Thank you all in advance.

session_info()

─ Session info setting value
version R version 4.0.3 (2020-10-10) os Ubuntu 18.04.5 LTS
system x86_64, linux-gnu
ui RStudio
language en_GB:en
collate en_GB.UTF-8
ctype en_GB.UTF-8
tz Europe/London
date 2021-02-24

─Packages package version date lib source
annotate 1.68.0 2020-10-27 [1] Bioconductor
AnnotationDbi 1.52.0 2020-10-27 [1] Bioconductor
ArchR
1.0.1 2021-02-09 [1] Github (GreenleafLab/ArchR@023bcb0)

rcorces commented 3 years ago

I think this should work the way you have done it. Could you create a minimal reproducible example? From your code it looks like you are getting this error with the tutorial data set? If so, can you create a minimal GRanges object for your "bulk" peaks so that we can recapitulate this behavior on our end?

jgranja24 commented 3 years ago

Hi @miaomiaotao9, my guess is that you already ran addPeakMatrix with the previous peak set. Background peak computation will take in the average accessibility across all peaks and this will have a different length hence the error. I think if you run addPeakMatrix(force=TRUE) it will fix your problem!

miaomiaotao9 commented 3 years ago

Hi, thank you very much for your help! The problem was fixed after I run addPeakMatrix(force=TRUE) to the new ArchR project.

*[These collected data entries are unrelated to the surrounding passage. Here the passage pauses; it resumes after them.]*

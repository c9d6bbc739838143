use thiserror::Error;

#[derive(Debug, Error)]
pub enum FrameError {
    #[error("Failed to decode sprite sheet")]
    Decode(#[source] image::ImageError),

    #[error("Failed to encode frame")]
    Encode(#[source] image::ImageError),

    #[error("Frame region is empty ({width}x{height})")]
    EmptyFrame { width: u32, height: u32 },
}
//! First-frame extraction and transparency trimming for sprite sheets.

pub mod bounds;
pub mod error;
pub mod processor;

pub use bounds::{Bounds, opaque_bounds};
pub use error::FrameError;
pub use processor::{ProcessedFrame, crop_and_trim, crop_first_frame, process, trim_transparency};
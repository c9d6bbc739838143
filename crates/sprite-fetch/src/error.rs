use std::path::PathBuf;

use thiserror::Error;

/// Failures that are neither a successful fetch nor a plain "absent".
#[derive(Debug, Error)]
pub enum FetchError {
    #[error("Failed to create HTTP client")]
    Client(#[source] reqwest::Error),

    #[error("Request to {url} failed")]
    Http {
        url: String,
        #[source]
        source: reqwest::Error,
    },

    #[error("Failed to read {path}")]
    Io {
        path: PathBuf,
        #[source]
        source: std::io::Error,
    },
}
fn read_registry(bytes: &[u8]) -> Result<AnimRegistry, RegistryError> {
    let mut reader = Reader::from_reader(bytes);
    reader.config_mut().expand_empty_elements = true;

    let mut entries = Vec::new();
    let mut depth = 0usize;
    let mut seen_root = false;
    let mut seen_anims = false;
    let mut in_anims = false;
    let mut current: Option<AnimFields> = None;
    let mut capture: Option<Capture> = None;

    loop {
        match reader.read_event()? {
            Event::Start(e) => {
                if depth == 0 {
                    if seen_root {
                        return Err(RegistryError::Malformed("multiple root elements"));
                    }
                    seen_root = true;
                }
                depth += 1;
                let tag = e.name();
                match depth {
                    ANIMS_DEPTH if !seen_anims && tag.as_ref() == b"Anims" => {
                        seen_anims = true;
                        in_anims = true;
                    }
                    ANIM_DEPTH if in_anims && tag.as_ref() == b"Anim" => {
                        current = Some(AnimFields::default());
                    }
                    FIELD_DEPTH => {
                        if let (Some(fields), Some(field)) =
                            (current.as_mut(), Field::from_tag(tag.as_ref()))
                        {
                            if fields.slot(field).is_none() {
                                capture = Some(Capture {
                                    field,
                                    text: String::new(),
                                    leading: true,
                                });
                            }
                        }
                    }
                    _ => {
                        if let Some(capture) = capture.as_mut() {
                            capture.leading = false;
                        }
                    }
                }
            }
            Event::End(_) => {
                match depth {
                    ANIMS_DEPTH => in_anims = false,
                    ANIM_DEPTH => {
                        if let Some(entry) = current.take().and_then(AnimFields::into_entry) {
                            entries.push(entry);
                        }
                    }
                    FIELD_DEPTH => {
                        if let (Some(fields), Some(capture)) = (current.as_mut(), capture.take()) {
                            let text = Some(capture.text).filter(|t| !t.is_empty());
                            *fields.slot(capture.field) = Some(text);
                        }
                    }
                    _ => {}
                }
                depth = depth.saturating_sub(1);
            }
            Event::Text(e) => {
                let text = e.unescape()?;
                match capture.as_mut() {
                    Some(capture) if capture.leading => capture.text.push_str(&text),
                    _ if depth == 0 && !text.trim().is_empty() => {
                        return Err(RegistryError::Malformed("text outside the root element"));
                    }
                    _ => {}
                }
            }
            Event::CData(e) => {
                if let Some(capture) = capture.as_mut().filter(|c| c.leading) {
                    let text = e.decode().map_err(quick_xml::Error::from)?;
                    capture.text.push_str(&text);
                }
            }
            Event::Eof => break,
            _ => {}
        }
    }

    if !seen_root {
        return Err(RegistryError::Malformed("no root element"));
    }
    if depth > 0 {
        return Err(RegistryError::Malformed("unexpected end of document"));
    }
    Ok(AnimRegistry { entries })
}

fn parse_dimension(text: Option<&str>) -> Option<u32> {
    text?.trim().parse::<u32>().ok().filter(|v| *v > 0)
}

rcorces commented 3 years ago

I think it would be ideal to improve the error catching here because the error is quite opaque.

miaomiaotao9 commented 3 years ago

Hi, I can provide the bulk peak list. The single-cell data was from the paper Granja* et al. Nature Biotechnology 2019, sample GSM4138891_scATAC_CD34_D8T1.

bulk_subset_matrix.tsv.gz

jgranja24 commented 3 years ago

This should be now handled in the newest release.